Oleh: Parid Ridwanuddin
Manajer Kampanye Pesisir dan Laut Eksekutif Nasional WALHI
IPOL.ID – Di pengujung 2022, Presiden Joko Widodo menerbitkan Peraturan Pemerintah Pengganti Undang-undang Nomor 2 Tahun 2022 tentang Cipta Kerja. Di dalam konsiderannya disebutkan, isu krisis iklim menjadi salah satu konteks utama gentingnya penerbitan Perppu Cipta Kerja.

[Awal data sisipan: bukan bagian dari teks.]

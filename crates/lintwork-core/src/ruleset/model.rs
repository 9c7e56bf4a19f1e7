//! Rule definitions and the resolved, fingerprinted rule set.
//!
//! A [`ResolvedRuleSet`] is immutable once built. Its canonical bytes (and
//! therefore its fingerprint) depend only on the rules it contains, never on
//! where they came from.

use crate::fingerprint::RuleSetFingerprint;
use crate::types::Priority;
use serde::{Deserialize, Serialize};
use std::collections::BTreeMap;

/// A rule as declared by a catalog set.
#[derive(Debug, Clone, PartialEq, Eq)]
pub struct RuleDefinition {
    id: String,
    priority: Priority,
    description: String,
    message: Option<String>,
    properties: BTreeMap<String, String>,
}

impl RuleDefinition {
    /// Creates a rule definition with no properties.
    #[must_use]
    pub fn new(id: impl Into<String>, priority: Priority) -> Self {
        Self {
            id: id.into(),
            priority,
            description: String::new(),
            message: None,
            properties: BTreeMap::new(),
        }
    }

    /// Sets the description shown by `list-rule-sets`.
    #[must_use]
    pub fn with_description(mut self, description: impl Into<String>) -> Self {
        self.description = description.into();
        self
    }

    /// Sets the message reported for violations of this rule.
    #[must_use]
    pub fn with_message(mut self, message: impl Into<String>) -> Self {
        self.message = Some(message.into());
        self
    }

    /// Sets a default property value.
    #[must_use]
    pub fn with_property(mut self, name: impl Into<String>, value: impl Into<String>) -> Self {
        self.properties.insert(name.into(), value.into());
        self
    }

    /// Rule identifier.
    #[must_use]
    pub fn id(&self) -> &str {
        &self.id
    }

    /// Default priority.
    #[must_use]
    pub fn priority(&self) -> Priority {
        self.priority
    }

    /// Human-readable description.
    #[must_use]
    pub fn description(&self) -> &str {
        &self.description
    }

    /// Default properties.
    #[must_use]
    pub fn properties(&self) -> &BTreeMap<String, String> {
        &self.properties
    }
}

/// A named collection of rule definitions in the built-in catalog.
#[derive(Debug, Clone, PartialEq, Eq)]
pub struct RuleSetDefinition {
    name: String,
    description: String,
    rules: Vec<RuleDefinition>,
}

impl RuleSetDefinition {
    /// Creates a rule set.
    #[must_use]
    pub fn new(
        name: impl Into<String>,
        description: impl Into<String>,
        rules: Vec<RuleDefinition>,
    ) -> Self {
        Self {
            name: name.into(),
            description: description.into(),
            rules,
        }
    }

    /// Set name (e.g., "errorprone").
    #[must_use]
    pub fn name(&self) -> &str {
        &self.name
    }

    /// Set description.
    #[must_use]
    pub fn description(&self) -> &str {
        &self.description
    }

    /// Rules in declaration order.
    #[must_use]
    pub fn rules(&self) -> &[RuleDefinition] {
        &self.rules
    }

    /// Finds a rule by identifier.
    #[must_use]
    pub fn rule(&self, id: &str) -> Option<&RuleDefinition> {
        self.rules.iter().find(|r| r.id == id)
    }
}

/// How to pick between two definitions of the same rule identifier.
#[derive(Debug, Clone, Copy, Default, PartialEq, Eq, Serialize, Deserialize)]
#[serde(rename_all = "kebab-case")]
pub enum DuplicatePolicy {
    /// Keep the most severe (lowest numbered) definition; first wins on ties.
    #[default]
    HighestSeverity,
    /// Keep the definition from the latest source.
    LastDefinition,
}

/// One rule of a resolved rule set, as handed to the analyzer.
#[derive(Debug, Clone, PartialEq, Eq, Serialize, Deserialize)]
pub struct ResolvedRule {
    /// Rule identifier.
    pub id: String,
    /// Effective priority.
    pub priority: Priority,
    /// Effective properties.
    #[serde(default, skip_serializing_if = "BTreeMap::is_empty")]
    pub properties: BTreeMap<String, String>,
    /// Message override.
    #[serde(default, skip_serializing_if = "Option::is_none")]
    pub message: Option<String>,
}

impl From<&RuleDefinition> for ResolvedRule {
    fn from(def: &RuleDefinition) -> Self {
        Self {
            id: def.id.clone(),
            priority: def.priority,
            properties: def.properties.clone(),
            message: def.message.clone(),
        }
    }
}

/// The concrete rule set for one invocation, sorted by rule identifier.
#[derive(Debug, Clone, PartialEq, Eq)]
pub struct ResolvedRuleSet {
    rules: Vec<ResolvedRule>,
    fingerprint: RuleSetFingerprint,
}

impl ResolvedRuleSet {
    /// Builds a rule set; rules are sorted by identifier.
    ///
    /// Callers are expected to have de-duplicated identifiers already; if not,
    /// the first occurrence after sorting is kept.
    #[must_use]
    pub fn new(mut rules: Vec<ResolvedRule>) -> Self {
        rules.sort_by(|a, b| a.id.cmp(&b.id));
        rules.dedup_by(|later, earlier| later.id == earlier.id);
        let fingerprint = RuleSetFingerprint::of_bytes(&canonical_bytes(&rules));
        Self { rules, fingerprint }
    }

    /// Rules in identifier order.
    #[must_use]
    pub fn rules(&self) -> &[ResolvedRule] {
        &self.rules
    }

    /// Number of rules.
    #[must_use]
    pub fn len(&self) -> usize {
        self.rules.len()
    }

    /// Whether the set is empty.
    #[must_use]
    pub fn is_empty(&self) -> bool {
        self.rules.is_empty()
    }

    /// Finds a rule by identifier.
    #[must_use]
    pub fn get(&self, id: &str) -> Option<&ResolvedRule> {
        self.rules
            .binary_search_by(|r| r.id.as_str().cmp(id))
            .ok()
            .map(|i| &self.rules[i])
    }

    /// Machine-independent serialization, one line per rule:
    /// `id|priority|key=value;key=value|message`.
    #[must_use]
    pub fn canonical_bytes(&self) -> Vec<u8> {
        canonical_bytes(&self.rules)
    }

    /// Digest of [`Self::canonical_bytes`].
    #[must_use]
    pub fn fingerprint(&self) -> &RuleSetFingerprint {
        &self.fingerprint
    }
}

fn canonical_bytes(rules: &[ResolvedRule]) -> Vec<u8> {
    let mut out = String::new();
    for rule in rules {
        let properties = rule
            .properties
            .iter()
            .map(|(k, v)| format!("{}={}", escape(k), escape(v)))
            .collect::<Vec<_>>()
            .join(";");
        out.push_str(&escape(&rule.id));
        out.push('|');
        out.push_str(&rule.priority.to_string());
        out.push('|');
        out.push_str(&properties);
        out.push('|');
        out.push_str(&escape(rule.message.as_deref().unwrap_or_default()));
        out.push('\n');
    }
    out.into_bytes()
}

fn escape(raw: &str) -> String {
    let mut out = String::with_capacity(raw.len());
    for c in raw.chars() {
        match c {
            '\\' | '|' | ';' | '=' => {
                out.push('\\');
                out.push(c);
            }
            '\n' => out.push_str("\\n"),
            _ => out.push(c),
        }
    }
    out
}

Pertanyaaanya, apakah benar Perppu Cipta Kerja dapat menyelesaikan persoalan krisis iklim, terutama dampak buruk yang dihadapi oleh masyarakat di Indonesia? Atau justru akan semakin memperparah dampak krisis dalam jangka panjang?
Masyarakat pesisir yang jumlahnya lebih dari 8 juta keluarga merupakan kelompok masyarakat di Indonesia yang paling rentan terhadap dampak krisis iklim. Mereka harus berhadapan dengan banjir rob dan tenggelamnya desa-desa pesisir. Lebih jauh, pulau-pulau kecil terancam tenggelam karena cepatnya kenaikan air laut.
Dua Problem Utama
Sebagaimana UU No 11/2021 tentang Cipta Kerja, Perppu Cipta memiliki dua problem serius, yaitu problem substansi dan problem metodologi. Keduanya sama sekali tidak mempertimbangkan prinsip-prinsip keadilan iklim. Secara substansi, Perppu Cipta Kerja, terutama yang terkait dengan tata kuasa dan tata kelola sumber daya alam di pesisir, laut, dan pulau-pulau kecil, merupakan copy paste dari pasal-pasal dalam UU Cipta Kerja. Isinya tak banyak yang berbeda.